Can you explain it? What’s the actual IO path from an application to
the disk?

ASCII art sucks, but this is a crude approximation of how DRBD works:

Logical Volume
|
DRBD <– network –> DRBD -> Physical volume
|
Physical Volume

Each DRBD node talks to the other over the network. On each node the
logical volume can be ‘primary’, or ‘secondary’. A ‘primary’ volume is
accessible, a ‘secondary’ is not, but can be changed to ‘primary’. The
config determines if the volume can be ‘primary’ on more than one node.
If the local physical volume fails then things can continue via the
remote physical volume.

There are 3 modes of operation wrt how writes are scheduled. They are
known as protocols A, B, and C I think but I don’t know which is which
off hand.

  1. The write on the logical volume is complete when it has been
    successfully written to both physical volumes
  2. The write on the logical volume is complete when it has been
    successfully written to the local physical volume, and has ‘arrived’ at
    the remote physical volume (but hasn’t necessarily been written to
    disk).
  3. The write on the logical volume is complete when it has been
    successfully written to the local physical volume, and is queued on the
    network to be sent to the remote physical volume.

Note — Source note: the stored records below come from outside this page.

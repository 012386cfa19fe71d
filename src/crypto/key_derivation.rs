//! Key derivation using Argon2id
//!
//! Derives AES-256 keys from backup passwords. Every artifact gets its own
//! random salt, and the parameters travel inside the artifact so it can be
//! opened on a machine with different settings.

use argon2::{
    password_hash::{rand_core::OsRng, PasswordHasher, SaltString},
    Argon2, Params,
};
use serde::{Deserialize, Serialize};
use zeroize::{Zeroize, ZeroizeOnDrop};

use crate::config::settings::KdfSettings;
use crate::error::{PorterError, PorterResult};

/// Upper bound on memory cost accepted from an artifact (1 GiB)
pub const MAX_MEMORY_COST: u32 = 1024 * 1024;

/// Upper bound on iterations accepted from an artifact
pub const MAX_TIME_COST: u32 = 64;

/// Parameters for key derivation
#[derive(Debug, Clone, PartialEq, Eq, Serialize, Deserialize)]
pub struct KeyDerivationParams {
    /// Salt for key derivation (base64 encoded, no padding)
    pub salt: String,
    /// Memory cost in KiB
    pub memory_cost: u32,
    /// Time cost (iterations)
    pub time_cost: u32,
    /// Parallelism degree
    pub parallelism: u32,
}

impl KeyDerivationParams {
    /// Fresh params with a random salt and the configured cost
    pub fn generate(settings: &KdfSettings) -> Self {
        let salt = SaltString::generate(&mut OsRng);
        Self {
            salt: salt.to_string(),
            memory_cost: settings.memory_cost,
            time_cost: settings.time_cost,
            parallelism: settings.parallelism,
        }
    }

    /// Reject parameters no honest exporter would write
    pub fn check_bounds(&self) -> PorterResult<()> {
        if self.memory_cost > MAX_MEMORY_COST {
            return Err(PorterError::Encryption(format!(
                "Memory cost {} KiB exceeds limit of {} KiB",
                self.memory_cost, MAX_MEMORY_COST
            )));
        }
        if self.time_cost > MAX_TIME_COST {
            return Err(PorterError::Encryption(format!(
                "Time cost {} exceeds limit of {}",
                self.time_cost, MAX_TIME_COST
            )));
        }
        Ok(())
    }
}

/// A derived encryption key, zeroed on drop
#[derive(Zeroize, ZeroizeOnDrop)]
pub struct DerivedKey {
    key: [u8; 32],
}

impl DerivedKey {
    pub fn as_bytes(&self) -> &[u8; 32] {
        &self.key
    }
}

/// Derive an encryption key from a password
pub fn derive_key(password: &str, params: &KeyDerivationParams) -> PorterResult<DerivedKey> {
    params.check_bounds()?;

    let salt = SaltString::from_b64(&params.salt)
        .map_err(|e| PorterError::Encryption(format!("Invalid salt: {}", e)))?;

    let argon2_params = Params::new(
        params.memory_cost,
        params.time_cost,
        params.parallelism,
        Some(32), // Output length for AES-256
    )
    .map_err(|e| PorterError::Encryption(format!("Invalid Argon2 parameters: {}", e)))?;

    let argon2 = Argon2::new(
        argon2::Algorithm::Argon2id,
        argon2::Version::V0x13,
        argon2_params,
    );

    let hash = argon2
        .hash_password(password.as_bytes(), &salt)
        .map_err(|e| PorterError::Encryption(format!("Key derivation failed: {}", e)))?;

    let hash_output = hash
        .hash
        .ok_or_else(|| PorterError::Encryption("No hash output generated".to_string()))?;

    let hash_bytes = hash_output.as_bytes();
    if hash_bytes.len() < 32 {
        return Err(PorterError::Encryption(
            "Hash output too short for AES-256 key".to_string(),
        ));
    }

    let mut key = [0u8; 32];
    key.copy_from_slice(&hash_bytes[..32]);

    Ok(DerivedKey { key })
}
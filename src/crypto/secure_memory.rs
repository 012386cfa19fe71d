//! Secure memory handling for passwords and decrypted snapshots
//!
//! Contents are wiped with `zeroize` on drop and never printed by `Debug`
//! or `Display`.

use std::fmt;
use std::ops::Deref;

use zeroize::Zeroizing;

/// A string that zeros its contents on drop
pub struct SecureString {
    inner: Zeroizing<String>,
}

impl SecureString {
    pub fn new(s: impl Into<String>) -> Self {
        Self {
            inner: Zeroizing::new(s.into()),
        }
    }

    pub fn as_str(&self) -> &str {
        self.inner.as_str()
    }

    pub fn len(&self) -> usize {
        self.inner.len()
    }

    pub fn is_empty(&self) -> bool {
        self.inner.is_empty()
    }
}

impl Deref for SecureString {
    type Target = str;

    fn deref(&self) -> &Self::Target {
        self.inner.as_str()
    }
}

impl AsRef<str> for SecureString {
    fn as_ref(&self) -> &str {
        self.inner.as_str()
    }
}

impl From<String> for SecureString {
    fn from(s: String) -> Self {
        Self::new(s)
    }
}

impl From<&str> for SecureString {
    fn from(s: &str) -> Self {
        Self::new(s)
    }
}

impl fmt::Debug for SecureString {
    fn fmt(&self, f: &mut fmt::Formatter<'_>) -> fmt::Result {
        f.debug_struct("SecureString")
            .field("len", &self.inner.len())
            .finish()
    }
}

impl fmt::Display for SecureString {
    fn fmt(&self, f: &mut fmt::Formatter<'_>) -> fmt::Result {
        write!(f, "[REDACTED {} bytes]", self.inner.len())
    }
}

Which protocol you use depends on your requirements. Obviously the
‘multiple primary’ scenario only makes sense for the first protocol.

In the iSCSI scenario I referred to, the iSCSI target sits ‘above’ the
logical volume in the above diagram.

Also, do you pass queuing attributes through your PV driver?

Now this may be the pointy part of the problem. Maybe Windows is rightly
telling me how I should queue the writes (eg don’t start this write
until the previous one is finished) and I’m not doing the right thing.
Is there a document that describes how such things should work? I
definitely allow up to 16 outstanding scsi requests (I’d allow more but
Windows never gives me more).

Thanks

James

I have just sent an update to the user that stalls the queue when a
write request comes that overlaps an existing write request. We’ll see
if it resolves the ‘problem’ and if it introduces performance problems.

I guess I’ll make it a registry option to disable the stall
functionality for better performance if a workload is encountered that
makes it happen a lot, assuming there is a noticeable performance impact
at all (and I think there will be).

James